Das Hartz IV Gesetz wurde seinerzeit eingeführt, um die Arbeitslosenhilfe und die Sozialhilfe zusammenzuführen. Aus meiner Sicht ein positiver Ansatz, schon allein des Bürokratieabbaus wegen. Es wurden viele Dinge pauschaliert, was aus Sicht derjenigen, die die Leistungen berechnen und zur Auszahlung bringen, völlig positiv ist. Soweit die Theorie, soweit gut. Die Realität sieht aktuell so aus, dass die Sozialgerichte mit einer nicht zu bewältigenden Anzahl an Verfahren zu kämpfen haben. Das hängt natürlich auch damit zusammen, dass ein neues Gesetz sich in der Anwendung erstmal "zurechtrucken" muss. Klingt zynisch, ist aber nicht so gemeint.

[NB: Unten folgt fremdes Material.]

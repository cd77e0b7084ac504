//! Sextant - market characterization for OHLCV series.
//!
//! # Overview
//!
//! Sextant answers two questions about an instrument's price history:
//!
//! - **Which bar size is worth trading?** Each candidate timeframe is
//!   resampled from the native series and scored on transaction cost
//!   versus realized volatility, variance ratio, return autocorrelation
//!   and its half-life, then ranked. A small walk-forward backtest checks
//!   whether simple signals survive costs at that bar size.
//! - **When does the market trend?** Rolling windows are scored on
//!   regression fit, ADX, directional consistency and range/volatility
//!   ratio, classified as trend/range/unclear, aggregated by hour, weekday
//!   and month in a target timezone, and the calendar effects are
//!   hypothesis-tested (chi-square, ANOVA, Kruskal-Wallis, FDR-corrected).
//!
//! It is a characterization toolkit, not a trading system: nothing here
//! places orders, and the backtester exists only to score candidate
//! parameterizations.
//!
//! # Quick Start
//!
//! ```no_run
//! use sextant::{
//!     config::AnalyzerConfig,
//!     data::{load_csv, DataConfig},
//!     timeframe::TimeframeAnalyzer,
//! };
//!
//! let bars = load_csv("data/BTCUSDT_1m.csv", &DataConfig::default()).unwrap();
//! let config = AnalyzerConfig::default();
//! let report = TimeframeAnalyzer::new(&config).analyze(&bars).unwrap();
//!
//! for row in &report.rows {
//!     println!("{}: cost/ATR {:?}", row.timeframe, row.cost_atr_ratio);
//! }
//! ```
//!
//! # Modules
//!
//! - [`types`]: core data types (Bar, market type, trend labels)
//! - [`data`]: CSV loading, resampling, gap detection, return series
//! - [`stats`]: shared numeric primitives (moments, OLS, ranks)
//! - [`config`]: TOML configuration
//! - [`timeframe`]: per-timeframe cost/volatility characterization
//! - [`backtest`]: walk-forward strategy evaluation
//! - [`trend`]: rolling trend detection and classification
//! - [`periods`]: calendar-period aggregation of trend records
//! - [`significance`]: hypothesis tests for calendar effects
//! - [`report`]: console tables and CSV/JSON/Markdown export

pub mod backtest;
pub mod config;
pub mod data;
pub mod error;
pub mod periods;
pub mod report;
pub mod significance;
pub mod stats;
pub mod timeframe;
pub mod trend;
pub mod types;

// Re-exports for convenience
pub use config::AnalyzerConfig;
pub use error::{AnalysisError, Result};
pub use types::{Bar, MarketType, TrendDirection, TrendLabel};

// Data handling re-exports
pub use data::{
    detect_gaps, load_csv, resample, save_csv, DataConfig, DataQuality, Gap, ResampleRule,
};

// Engine re-exports
pub use backtest::{BacktestMetrics, Strategy, WalkForward, WalkForwardReport};
pub use periods::{PeriodAggregate, PeriodAggregator, PeriodReport, PeriodType};
pub use significance::{
    benjamini_hochberg, bootstrap_mean_ci, BootstrapCi, CorrectedPValues, PeriodSignificance,
    SignificanceTester, TestResult,
};
pub use timeframe::{SkippedTimeframe, TimeframeAnalyzer, TimeframeReport, TimeframeRow};
pub use trend::{TrendDetector, TrendReport, TrendThresholds, TrendWindowRecord};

Das hat aber auch damit zu tun, dass dieses Hartz IV Gesetz mit so heisser Nadel gestrickt wurde, dass es nicht nur zigmal nachgebessert werden musste, sondern auch für den Alltag nur bedingt tauglich ist. Stichwort Höhe der Regelsätze für Kinder. Hier wurde nun höchstrichterlich festgestellt, dass die Regelsätze der Kinder nicht einfach mit 60% des Regelsatzes der Eltern angesetzt werden dürfen. Kinder haben einen grundgesetzlich geschützten Anspruch auf einen altersgemäß berechneten Regelsatz. Da frage ich mich, wo waren die ganzen Sozialexperten der SPD, der CDU, der FDP und der Grünen, die nicht willens oder in der Lage waren, sich Gedanken über die Höhe des Regelsatzes für Kinder zu machen?
Meinen Job mache ich gerne und ich bin nicht der Meinung, dass die Hartz IV Gesetze den Menschen entwürdigen! Wir brauchen eine Sozialgesetzgebung, die sowohl die Bedürfnisse derjenigen berücksichtigt, die die Solidarität unserer Gesellschaft in Anspruch nehmen müssen, als auch die Funktionalität der Gesellschaft gewährleistet. Das bedeutet für mich, dass es sehr viele Ansatzpunkte für Verbesserungen der Hartz IV Gesetze gibt!
Konkrete Ansatzpunkte für Verbesserungen sehe ich z.B. im Bereich eben der Höhe der Regelsätze für Kinder, Pauschalierung-Individualisierung, weniger Bürokratie (wer mal versucht hat einen Leistungsbescheid zu lesen, weiss was damit gemeint ist).
Zu Ihrer Frage, ob ich eine Perspektive für eine europäische Sozialpolitik sehe: Die Notwendigkeit sehe ich, trotz aller Unterschiede in den Lebensverhältnissen der einzelnen Mitgliedsstaaten der EU! Annähernd gleiche Lebensbedingungen sind sicherlich ein Ziel einer solchen Sozialpolitik, schon allein um die Einheit der EU zu gewährleisten. Das ist natürlich ein Wunsch, den man momentan nur abstrakt formulieren kann. Es hängt von der Ernsthaftigkeit der Verantwortlichen ab, ob dieser Wunsch auch einmal Wirklichkeit werden könnte.